Sneak Preview: Florida To Amend Medicaid Reimbursement Guidance

August 28, 2013 | By Jerry Ashworth | Post a Comment

xsass_bookshot(The following was excerpted from an article in the Single Audit Information Service). Florida health care agency officials planned to update written internal guidance to ensure agency analysts accurately calculate Medicaid reimbursement rates for the state’s health care facilities, addressing concerns raised in a Florida Office of Auditor General’s audit.

The Florida Agency for Health Care Administration manages the Medicaid program in the state. Medicaid reimbursement procedures are established in state law and define services provided by hospitals, nursing homes, intermediate care facilities for the developmentally disabled (ICFs-DD), rural health clinics and other facilities.

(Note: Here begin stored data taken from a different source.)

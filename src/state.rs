use serde::Serialize;

/// Transition controller phase. `Transitioning` is the guard: clip signals are ignored.
#[derive(Debug, PartialEq, Clone, Copy, Serialize)]
pub enum Phase {
    Idle,          // Waiting for clip signals
    Transitioning, // A decision was taken, waiting for the guard or the deferred cut
}

/// Which clip signal led to a decision.
#[derive(Debug, PartialEq, Eq, Clone, Copy, Serialize)]
pub enum Trigger {
    NearEnd,
    Ended,
}

/// Signals the clip player raises for the tracked clip.
#[derive(Debug, PartialEq, Clone, Copy)]
pub enum ClipSignal {
    NearEnd { clip: usize, threshold: f64 },
    Ended { clip: usize },
}

impl ClipSignal {
    pub fn clip(&self) -> usize {
        match self {
            ClipSignal::NearEnd { clip, .. } | ClipSignal::Ended { clip } => *clip,
        }
    }

    pub fn trigger(&self) -> Trigger {
        match self {
            ClipSignal::NearEnd { .. } => Trigger::NearEnd,
            ClipSignal::Ended { .. } => Trigger::Ended,
        }
    }
}

/// Current (slide, clip) of the sequencer.
#[derive(Debug, PartialEq, Eq, Clone, Copy, Default, Serialize)]
pub struct Position {
    pub slide: usize,
    pub clip: usize,
}

impl Position {
    pub fn new(slide: usize, clip: usize) -> Self {
        Self { slide, clip }
    }
}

ACHA collects annual cost reports from the facilities to calculate the applicable per diem reimbursement rate. ACHA also contracts with entities to audit the cost reports to determine whether it should adjust the amount paid as a result of a rate recalculation based on audited information.

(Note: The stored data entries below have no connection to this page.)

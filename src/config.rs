//! Slide configuration loaded from a TOML file.
//!
//! ```toml
//! [timing]
//! near_end_guard_ms = 800
//!
//! [[slides]]
//! id = 1
//! clips = ["/video/install.mp4", "/video/install2.mp4"]
//! title = "Easy Installation"
//! cta_label = "WATCH"
//! cta_target = "#install"
//! ```

use std::fs;
use std::path::Path;
use std::time::Duration;

use serde::{Deserialize, Serialize};

use crate::constants::*;
use crate::error::ConfigError;
use crate::slide::{Slide, SlideTrack};

/// Lead times and guard windows used by the transition controller.
#[derive(Debug, Clone, PartialEq, Serialize, Deserialize)]
#[serde(default)]
pub struct Timing {
    pub near_end_lead_secs: f64,
    pub short_clip_lead_secs: f64,
    pub short_clip_cutoff_secs: f64,
    pub near_end_guard_ms: u64,
    pub ended_guard_ms: u64,
    pub crossfade_secs: f64,
}

impl Default for Timing {
    fn default() -> Self {
        Self {
            near_end_lead_secs: NEAR_END_LEAD_SECS,
            short_clip_lead_secs: SHORT_CLIP_LEAD_SECS,
            short_clip_cutoff_secs: SHORT_CLIP_CUTOFF_SECS,
            near_end_guard_ms: NEAR_END_GUARD_MS,
            ended_guard_ms: ENDED_GUARD_MS,
            crossfade_secs: CROSSFADE_SECS,
        }
    }
}

impl Timing {
    /// Remaining-time threshold that triggers a near-end signal for a clip of `duration` seconds.
    pub fn trigger_threshold(&self, duration: f64) -> f64 {
        if duration < self.short_clip_cutoff_secs {
            self.short_clip_lead_secs
        } else {
            self.near_end_lead_secs
        }
    }

    pub fn near_end_guard(&self) -> Duration {
        Duration::from_millis(self.near_end_guard_ms)
    }

    pub fn ended_guard(&self) -> Duration {
        Duration::from_millis(self.ended_guard_ms)
    }

    /// Zero when `crossfade_secs` is not a representable duration.
    pub fn crossfade(&self) -> Duration {
        Duration::try_from_secs_f64(self.crossfade_secs).unwrap_or_default()
    }

    pub fn validate(&self) -> Result<(), ConfigError> {
        let secs = [
            ("near_end_lead_secs", self.near_end_lead_secs),
            ("short_clip_lead_secs", self.short_clip_lead_secs),
            ("short_clip_cutoff_secs", self.short_clip_cutoff_secs),
            ("crossfade_secs", self.crossfade_secs),
        ];
        for (name, value) in secs {
            if !value.is_finite() || !(0.0..=MAX_TIMING_SECS).contains(&value) {
                return Err(ConfigError::InvalidTiming {
                    reason: format!("{name} must be between 0 and {MAX_TIMING_SECS}, got {value}"),
                });
            }
        }

        let guards = [
            ("near_end_guard_ms", self.near_end_guard_ms),
            ("ended_guard_ms", self.ended_guard_ms),
        ];
        for (name, value) in guards {
            if value > MAX_GUARD_MS {
                return Err(ConfigError::InvalidTiming {
                    reason: format!("{name} must be at most {MAX_GUARD_MS}, got {value}"),
                });
            }
        }
        Ok(())
    }

    /// Copy with every value forced into range: unusable lead times and
    /// crossfades fall back to their defaults, oversized ones are capped.
    pub fn clamped(&self) -> Self {
        let defaults = Self::default();
        let secs = |value: f64, fallback: f64| {
            if value.is_finite() && value >= 0.0 {
                value.min(MAX_TIMING_SECS)
            } else {
                fallback
            }
        };

        Self {
            near_end_lead_secs: secs(self.near_end_lead_secs, defaults.near_end_lead_secs),
            short_clip_lead_secs: secs(self.short_clip_lead_secs, defaults.short_clip_lead_secs),
            short_clip_cutoff_secs: secs(self.short_clip_cutoff_secs, defaults.short_clip_cutoff_secs),
            near_end_guard_ms: self.near_end_guard_ms.min(MAX_GUARD_MS),
            ended_guard_ms: self.ended_guard_ms.min(MAX_GUARD_MS),
            crossfade_secs: secs(self.crossfade_secs, defaults.crossfade_secs),
        }
    }
}

/// Parsed configuration file.
#[derive(Debug, Clone, Serialize, Deserialize)]
pub struct Config {
    #[serde(default)]
    pub timing: Timing,
    pub slides: Vec<Slide>,
}

impl Config {
    /// Validates the slide list and turns it into a track.
    pub fn into_parts(self) -> Result<(SlideTrack, Timing), ConfigError> {
        self.timing.validate()?;
        let track = SlideTrack::new(self.slides)?;
        Ok((track, self.timing))
    }
}

pub fn from_str(content: &str) -> Result<Config, ConfigError> {
    Ok(toml::from_str(content)?)
}

pub fn load_from_path(path: &Path) -> Result<Config, ConfigError> {
    let content = fs::read_to_string(path).map_err(|source| ConfigError::Io {
        path: path.display().to_string(),
        source,
    })?;
    from_str(&content)
}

To calculate reimbursement rates, AHCA developed cost reimbursement plans detailing the types of costs to be included in the calculation and the method to be used to calculate the rates. It also included instructions for calculating hospital and ICFs-DD reimbursement rates, which indicate what amounts should be included and where to find the amount in the facility cost reports. Using the facility cost reports, agency analysts prepare manual profile sheets, and data from these profile sheets is entered into the appropriate rate calculation system to identify the reimbursement per diem rate.

Three years ago, an OAG audit disclosed instances in which Medicaid reimbursement rates for hospitals and ICFs-DD were not calculated in accordance with written procedures, and that ACHA did not always ensure that a review of the manual profile sheets was documented by a second person. It recommended then that ACHA ensure the rates are calculated in accordance with established policy, enhance controls to ensure the calculations are performed correctly based on complete facility cost reports and ensure that all manual profile sheets are reviewed by a second person to verify reimbursement rates.